Literary tour of the West Country?
Dec. 26th, 2012 06:52 pmTwo or three years ago I started trying to identify the bizarre regional accent in a podcast drama and spent about 4 hours clicking my way through online articles about the fascinating West Country dialect. Did you know that's the accent people are mimicking when they "talk like a pirate, arrrr?" That's because Robert Newton, the actor who played Long John Silver in a variety of film and TV shows in the 1950's, hailed from Dorset. And that's only one of the many fascinating tidbits I learned that night. Let's just say it is a linguistically interesting part of England.

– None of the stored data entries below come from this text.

use std::fmt::{Display, Formatter};

use chrono::{Datelike, Duration, NaiveDate, NaiveTime, Timelike, Weekday};
use rand::{Rng, distributions::Alphanumeric, thread_rng};
use serde::Serialize;

const ID_LEN: usize = 8;

/// Parses a wall-clock time written as "HH:MM". Exactly two colon-separated
/// integer groups are accepted, hour 0-23 and minute 0-59.
pub fn parse_clock(input: &str) -> Result<NaiveTime, ScheduleError> {
    let trimmed = input.trim();
    let Some((hour_raw, minute_raw)) = trimmed.split_once(':') else {
        return Err(ScheduleError::MalformedTime(input.to_string()));
    };
    if minute_raw.contains(':') {
        return Err(ScheduleError::MalformedTime(input.to_string()));
    }

    let hour = hour_raw
        .parse::<u32>()
        .map_err(|_| ScheduleError::MalformedTime(input.to_string()))?;
    let minute = minute_raw
        .parse::<u32>()
        .map_err(|_| ScheduleError::MalformedTime(input.to_string()))?;

    NaiveTime::from_hms_opt(hour, minute, 0)
        .ok_or_else(|| ScheduleError::MalformedTime(input.to_string()))
}

pub fn minutes_since_midnight(time: NaiveTime) -> u32 {
    time.hour() * 60 + time.minute()
}

/// Half-open interval overlap: an entry ending at 12:00 does not collide
/// with one starting at 12:00.
pub fn overlaps(a_start: NaiveTime, a_end: NaiveTime, b_start: NaiveTime, b_end: NaiveTime) -> bool {
    minutes_since_midnight(a_start) < minutes_since_midnight(b_end)
        && minutes_since_midnight(b_start) < minutes_since_midnight(a_end)
}

pub fn format_clock(time: NaiveTime) -> String {
    time.format("%H:%M").to_string()
}

#[derive(Debug, Clone, Copy, PartialEq, Eq, Serialize)]
#[serde(tag = "type", rename_all = "snake_case")]
pub enum Recurrence {
    Once { date: NaiveDate },
    Weekly { weekday: Weekday },
}

impl Recurrence {
    /// The ISO weekday (Mon=1..Sun=7) the entry occupies: derived from the
    /// literal date for one-time entries, stored directly for weekly ones.
    pub fn effective_weekday(&self) -> Weekday {
        match self {
            Recurrence::Once { date } => date.weekday(),
            Recurrence::Weekly { weekday } => *weekday,
        }
    }

    pub fn is_weekly(&self) -> bool {
        matches!(self, Recurrence::Weekly { .. })
    }
}

#[derive(Debug, Clone, Serialize)]
pub struct Entry {
    #[serde(skip)]
    pub id: String,
    pub recurrence: Recurrence,
    pub start: NaiveTime,
    pub end: NaiveTime,
    pub heading: String,
    pub content: String,
}

impl Entry {
    /// Checked constructor: trims both text fields, rejects an empty heading
    /// and an interval whose start is not strictly before its end. Direct
    /// struct construction stays possible and unguarded.
    pub fn new(
        recurrence: Recurrence,
        start: NaiveTime,
        end: NaiveTime,
        heading: &str,
        content: &str,
    ) -> Result<Self, ScheduleError> {
        let heading = heading.trim();
        if heading.is_empty() {
            return Err(ScheduleError::MissingHeading);
        }
        if minutes_since_midnight(start) >= minutes_since_midnight(end) {
            return Err(ScheduleError::InvalidInterval);
        }

        Ok(Self {
            id: generate_id(),
            recurrence,
            start,
            end,
            heading: heading.to_string(),
            content: content.trim().to_string(),
        })
    }

    pub fn time_range(&self) -> String {
        format!("{}-{}", format_clock(self.start), format_clock(self.end))
    }
}

/// A fixed daily time range during which no entry may be scheduled.
#[derive(Debug, Clone, Copy, PartialEq, Eq)]
pub struct RestWindow {
    pub start: NaiveTime,
    pub end: NaiveTime,
}

impl Display for RestWindow {
    fn fmt(&self, f: &mut Formatter<'_>) -> std::fmt::Result {
        write!(f, "{}-{}", format_clock(self.start), format_clock(self.end))
    }
}

#[derive(Debug, Clone)]
pub enum ScheduleError {
    MalformedTime(String),
    InvalidInterval,
    RestWindowConflict(RestWindow),
    TimeConflict(Entry),
    MissingHeading,
}

impl Display for ScheduleError {
    fn fmt(&self, f: &mut Formatter<'_>) -> std::fmt::Result {
        match self {
            ScheduleError::MalformedTime(input) => {
                write!(f, "malformed time '{input}', expected HH:MM")
            }
            ScheduleError::InvalidInterval => write!(f, "start time must be before end time"),
            ScheduleError::RestWindowConflict(window) => {
                write!(f, "overlaps rest period {window}")
            }
            ScheduleError::TimeConflict(entry) => {
                write!(f, "time conflict with {} | {}", entry.time_range(), entry.heading)
            }
            ScheduleError::MissingHeading => write!(f, "heading must not be empty"),
        }
    }
}

impl std::error::Error for ScheduleError {}

/// The entry collection. Mutators do not validate or conflict-check; callers
/// run `check_entry` first and follow every mutation with a full save.
#[derive(Debug, Clone, Default)]
pub struct Planner {
    entries: Vec<Entry>,
}

impl Planner {
    pub fn new() -> Self {
        Self::default()
    }

    pub fn from_entries(entries: Vec<Entry>) -> Self {
        Self { entries }
    }

    pub fn entries(&self) -> &[Entry] {
        &self.entries
    }

    pub fn len(&self) -> usize {
        self.entries.len()
    }

    pub fn is_empty(&self) -> bool {
        self.entries.is_empty()
    }

    pub fn add(&mut self, entry: Entry) -> usize {
        self.entries.push(entry);
        self.entries.len() - 1
    }

    pub fn replace(&mut self, index: usize, entry: Entry) -> bool {
        match self.entries.get_mut(index) {
            Some(slot) => {
                *slot = entry;
                true
            }
            None => false,
        }
    }

    pub fn remove(&mut self, index: usize) -> Option<Entry> {
        if index < self.entries.len() {
            Some(self.entries.remove(index))
        } else {
            None
        }
    }

    /// Maps an opaque entry id back to its current position. Ids are
    /// regenerated on load and never persisted; the positional index remains
    /// the collection's identity contract.
    pub fn position_of(&self, id: &str) -> Option<usize> {
        self.entries.iter().position(|entry| entry.id == id)
    }
}

pub fn generate_id() -> String {
    thread_rng()
        .sample_iter(&Alphanumeric)
        .take(ID_LEN)
        .map(char::from)
        .collect()
}

pub fn format_duration(duration: Duration) -> String {
    let total_seconds = duration.num_seconds().max(0);
    let hours = total_seconds / 3600;
    let minutes = (total_seconds % 3600) / 60;
    let seconds = total_seconds % 60;
    format!("{hours:02}:{minutes:02}:{seconds:02}")
}

#[cfg(test)]
mod tests {
    use std::collections::HashSet;

    use chrono::{NaiveDate, NaiveTime, Weekday};

    use super::{
        Entry, Planner, Recurrence, ScheduleError, minutes_since_midnight, overlaps, parse_clock,
    };

    fn clock(hour: u32, minute: u32) -> NaiveTime {
        NaiveTime::from_hms_opt(hour, minute, 0).expect("test time should be valid")
    }

    fn date(year: i32, month: u32, day: u32) -> NaiveDate {
        NaiveDate::from_ymd_opt(year, month, day).expect("test date should be valid")
    }

    #[test]
    fn parses_valid_clock_times() {
        assert_eq!(parse_clock("09:30").expect("should parse"), clock(9, 30));
        assert_eq!(parse_clock("00:00").expect("should parse"), clock(0, 0));
        assert_eq!(parse_clock("23:59").expect("should parse"), clock(23, 59));
        assert_eq!(parse_clock("9:5").expect("should parse"), clock(9, 5));
    }

    #[test]
    fn rejects_malformed_clock_times() {
        for input in ["", "09", "0930", "09:60", "24:00", "09:30:00", "ab:cd", "-1:30"] {
            assert!(
                matches!(parse_clock(input), Err(ScheduleError::MalformedTime(_))),
                "input {input:?} should be rejected"
            );
        }
    }

    #[test]
    fn minute_offsets_are_injective_over_all_instants() {
        let mut seen = HashSet::new();
        for hour in 0..24 {
            for minute in 0..60 {
                let time = parse_clock(&format!("{hour:02}:{minute:02}")).expect("should parse");
                assert!(seen.insert(minutes_since_midnight(time)));
            }
        }
        assert_eq!(seen.len(), 1440);
    }

    #[test]
    fn overlap_is_half_open_and_symmetric() {
        let cases = [
            (clock(9, 0), clock(10, 0), clock(9, 30), clock(10, 30), true),
            (clock(9, 0), clock(12, 0), clock(12, 0), clock(13, 0), false),
            (clock(9, 0), clock(10, 0), clock(10, 0), clock(11, 0), false),
            (clock(8, 0), clock(20, 0), clock(9, 0), clock(10, 0), true),
        ];
        for (a_start, a_end, b_start, b_end, expected) in cases {
            assert_eq!(overlaps(a_start, a_end, b_start, b_end), expected);
            assert_eq!(
                overlaps(a_start, a_end, b_start, b_end),
                overlaps(b_start, b_end, a_start, a_end)
            );
        }
    }

    #[test]
    fn constructor_rejects_empty_heading_and_inverted_interval() {
        let once = Recurrence::Once { date: date(2024, 6, 3) };
        assert!(matches!(
            Entry::new(once, clock(9, 0), clock(10, 0), "   ", ""),
            Err(ScheduleError::MissingHeading)
        ));
        assert!(matches!(
            Entry::new(once, clock(10, 0), clock(10, 0), "Standup", ""),
            Err(ScheduleError::InvalidInterval)
        ));
        assert!(matches!(
            Entry::new(once, clock(11, 0), clock(10, 0), "Standup", ""),
            Err(ScheduleError::InvalidInterval)
        ));
    }

    #[test]
    fn constructor_trims_heading_and_content() {
        let entry = Entry::new(
            Recurrence::Weekly { weekday: Weekday::Mon },
            clock(9, 0),
            clock(10, 0),
            "  Standup ",
            " notes \n",
        )
        .expect("entry should be created");
        assert_eq!(entry.heading, "Standup");
        assert_eq!(entry.content, "notes");
        assert_eq!(entry.id.len(), 8);
    }

    #[test]
    fn planner_mutations_keep_positions_and_ids_consistent() {
        let mut planner = Planner::new();
        let first = Entry::new(
            Recurrence::Once { date: date(2024, 6, 3) },
            clock(9, 0),
            clock(10, 0),
            "First",
            "",
        )
        .expect("entry should be created");
        let second = Entry::new(
            Recurrence::Weekly { weekday: Weekday::Tue },
            clock(10, 0),
            clock(11, 0),
            "Second",
            "",
        )
        .expect("entry should be created");
        let second_id = second.id.clone();

        assert_eq!(planner.add(first), 0);
        assert_eq!(planner.add(second), 1);
        assert_eq!(planner.position_of(&second_id), Some(1));

        let removed = planner.remove(0).expect("entry should exist");
        assert_eq!(removed.heading, "First");
        assert_eq!(planner.position_of(&second_id), Some(0));
        assert!(planner.remove(5).is_none());

        let replacement = Entry::new(
            Recurrence::Weekly { weekday: Weekday::Wed },
            clock(8, 0),
            clock(9, 0),
            "Replacement",
            "",
        )
        .expect("entry should be created");
        assert!(planner.replace(0, replacement));
        assert_eq!(planner.entries()[0].heading, "Replacement");
        assert_eq!(planner.position_of(&second_id), None);
    }
}
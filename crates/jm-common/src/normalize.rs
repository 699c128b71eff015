use std::collections::BTreeSet;

use once_cell::sync::Lazy;
use regex::Regex;
use unicode_normalization::UnicodeNormalization;

static RE_SEPARATORS: Lazy<Regex> =
    Lazy::new(|| Regex::new(r"[\s,;.]+").expect("separator regex is valid"));

fn fold(text: &str) -> String {
    text.nfkc().collect::<String>().to_lowercase()
}

fn tokens(text: &str) -> impl Iterator<Item = String> + '_ {
    RE_SEPARATORS
        .split(text)
        .filter(|token| !token.is_empty())
        .map(str::to_string)
}

/// Free text → lowercase token set.
///
/// Splits on any run of whitespace, commas, semicolons or periods and drops
/// empty tokens. `None` yields an empty set.
pub fn normalize_text(text: Option<&str>) -> BTreeSet<String> {
    match text {
        Some(text) => tokens(&fold(text)).collect(),
        None => BTreeSet::new(),
    }
}

/// Union of the token sets of every tag (`["Machine Learning", "SQL"]` →
/// `{machine, learning, sql}`).
pub fn normalize_tags(tags: &[String]) -> BTreeSet<String> {
    tags.iter()
        .flat_map(|tag| normalize_text(Some(tag)))
        .collect()
}

/// Canonical form of a whole phrase: tokens re-joined by a single space.
///
/// Returns `None` when nothing but separators remain.
pub fn normalize_phrase(text: &str) -> Option<String> {
    let folded = fold(text);
    let joined = tokens(&folded).collect::<Vec<_>>().join(" ");
    if joined.is_empty() {
        None
    } else {
        Some(joined)
    }
}

/// Distinct normalized phrases, first occurrence order kept.
pub fn normalize_phrases(phrases: &[String]) -> Vec<String> {
    let mut seen = BTreeSet::new();
    phrases
        .iter()
        .filter_map(|phrase| normalize_phrase(phrase))
        .filter(|phrase| seen.insert(phrase.clone()))
        .collect()
}

/// Comparison key for names (languages, cities, countries).
pub fn normalize_key(text: &str) -> Option<String> {
    let folded = fold(text);
    let key = folded.split_whitespace().collect::<Vec<_>>().join(" ");
    if key.is_empty() {
        None
    } else {
        Some(key)
    }
}

/// Normalized key set for a list of names; blanks are dropped.
pub fn normalize_keys(values: &[String]) -> BTreeSet<String> {
    values.iter().filter_map(|v| normalize_key(v)).collect()
}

Fast forward to Christmas, 2012, when Amber asked for some "historical fiction in Nook format." She never said it had to be NEW historical fiction, so I started downloading *.epub versions of Sir Walter Scott, Conan Doyle, and eventually Richard Doddridge Blackmore. Both Richard and I recall reading Lorna Doone when we were kids and retaining the vague idea that it was set in Scotland somewhere. Well, it's not. It's set in Exmoor. It's based on the lurid local history of the outlaw Doone clan, but what we mostly remembered was the black cliffs and waterfalls of Doone Glen and the exquisite spookiness of the soggy, foggy moors. And where is Exmoor? Just a short 50 miles or so from Dartmoor, the setting for The Hound of the Baskervilles. Remember the craggy tors towering above the treacherous Grimpen Mire, where all those innocent wild ponies sank screaming to their deaths? Doesn't that sound like a fine place for a vacation?
So now I'm planning (just in case a trip abroad suddenly seems possible) a literary tour of the West Country of England. What other writers and artists have been inspired by the West Country? Thomas Hardy comes to mind. And Agatha Christie. Terry Pratchett?